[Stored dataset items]

++++++++++++++++++++

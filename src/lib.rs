//! # ledger-ssh-agent
//!
//! SSH agent bridge for USB signing devices that speak the Ledger HID APDU
//! protocol.
//!
//! The host never sees a private key. It sends a derivation path and a
//! challenge to the device and repackages the public key or signature that
//! comes back into SSH wire format.
//!
//! ## Architecture
//!
//! - **Framing** ([`protocol`]): 64-byte HID frames, commands, status words
//! - **Exchange** ([`exchange`]): one request/response cycle with timeout
//! - **Identities** ([`identity`]): `ssh://user@host` targets and their
//!   hash-derived key paths
//! - **Codecs** ([`codec`]): device points and signatures to SSH blobs
//! - **Agent** ([`handler`]): identities and sign requests
//! - **Socket** (`server`, unix only): serialized access for SSH clients
//!
//! ## Example
//!
//! ```ignore
//! use std::sync::Arc;
//! use tokio::sync::Mutex;
//! use ledger_ssh_agent::{AgentConfig, AgentContext, AgentHandler, Exchange, LedgerSsh};
//! use ledger_ssh_agent::server::AgentListener;
//!
//! #[tokio::main]
//! async fn main() -> ledger_ssh_agent::Result<()> {
//!     let config = AgentConfig::from_json_file("agent.json")?;
//!     let exchange = Exchange::builder(open_hid_device()?)
//!         .config(config.exchange_config())
//!         .build();
//!
//!     let mut context = AgentContext::new(LedgerSsh::new(exchange), config.identities);
//!     context.load_public_keys();
//!
//!     let listener = AgentListener::bind("/tmp/ledger-agent.sock").await?;
//!     listener.serve(Arc::new(Mutex::new(AgentHandler::new(context)))).await
//! }
//! ```

pub mod codec;
pub mod config;
pub mod device;
pub mod error;
pub mod exchange;
pub mod handler;
pub mod identity;
pub mod protocol;
#[cfg(unix)]
pub mod server;
pub mod transport;

pub use config::AgentConfig;
pub use device::LedgerSsh;
pub use error::{Error, Result};
pub use exchange::{Exchange, ExchangeBuilder, ExchangeConfig, ExchangeResult};
pub use handler::{AgentContext, AgentHandler};
pub use identity::{DerivedPath, Identity, KeyType};
pub use transport::{SimulatedTransport, Transport};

++++++++++++++++++++

| What is required |
The records above must be set down again exactly as written.

| Final answer |
filename src/lib.rs
//! # ledger-ssh-agent
//!
//! SSH agent bridge for USB signing devices that speak the Ledger HID APDU
//! protocol.
//!
//! The host never sees a private key. It sends a derivation path and a
//! challenge to the device and repackages the public key or signature that
//! comes back into SSH wire format.
//!
//! ## Architecture
//!
//! - **Framing** ([`protocol`]): 64-byte HID frames, commands, status words
//! - **Exchange** ([`exchange`]): one request/response cycle with timeout
//! - **Identities** ([`identity`]): `ssh://user@host` targets and their
//!   hash-derived key paths
//! - **Codecs** ([`codec`]): device points and signatures to SSH blobs
//! - **Agent** ([`handler`]): identities and sign requests
//! - **Socket** (`server`, unix only): serialized access for SSH clients
//!
//! ## Example
//!
//! ```ignore
//! use std::sync::Arc;
//! use tokio::sync::Mutex;
//! use ledger_ssh_agent::{AgentConfig, AgentContext, AgentHandler, Exchange, LedgerSsh};
//! use ledger_ssh_agent::server::AgentListener;
//!
//! #[tokio::main]
//! async fn main() -> ledger_ssh_agent::Result<()> {
//!     let config = AgentConfig::from_json_file("agent.json")?;
//!     let exchange = Exchange::builder(open_hid_device()?)
//!         .config(config.exchange_config())
//!         .build();
//!
//!     let mut context = AgentContext::new(LedgerSsh::new(exchange), config.identities);
//!     context.load_public_keys();
//!
//!     let listener = AgentListener::bind("/tmp/ledger-agent.sock").await?;
//!     listener.serve(Arc::new(Mutex::new(AgentHandler::new(context)))).await
//! }
//! ```

pub mod codec;
pub mod config;
pub mod device;
pub mod error;
pub mod exchange;
pub mod handler;
pub mod identity;
pub mod protocol;
#[cfg(unix)]
pub mod server;
pub mod transport;

pub use config::AgentConfig;
pub use device::LedgerSsh;
pub use error::{Error, Result};
pub use exchange::{Exchange, ExchangeBuilder, ExchangeConfig, ExchangeResult};
pub use handler::{AgentContext, AgentHandler};
pub use identity::{DerivedPath, Identity, KeyType};
pub use transport::{SimulatedTransport, Transport};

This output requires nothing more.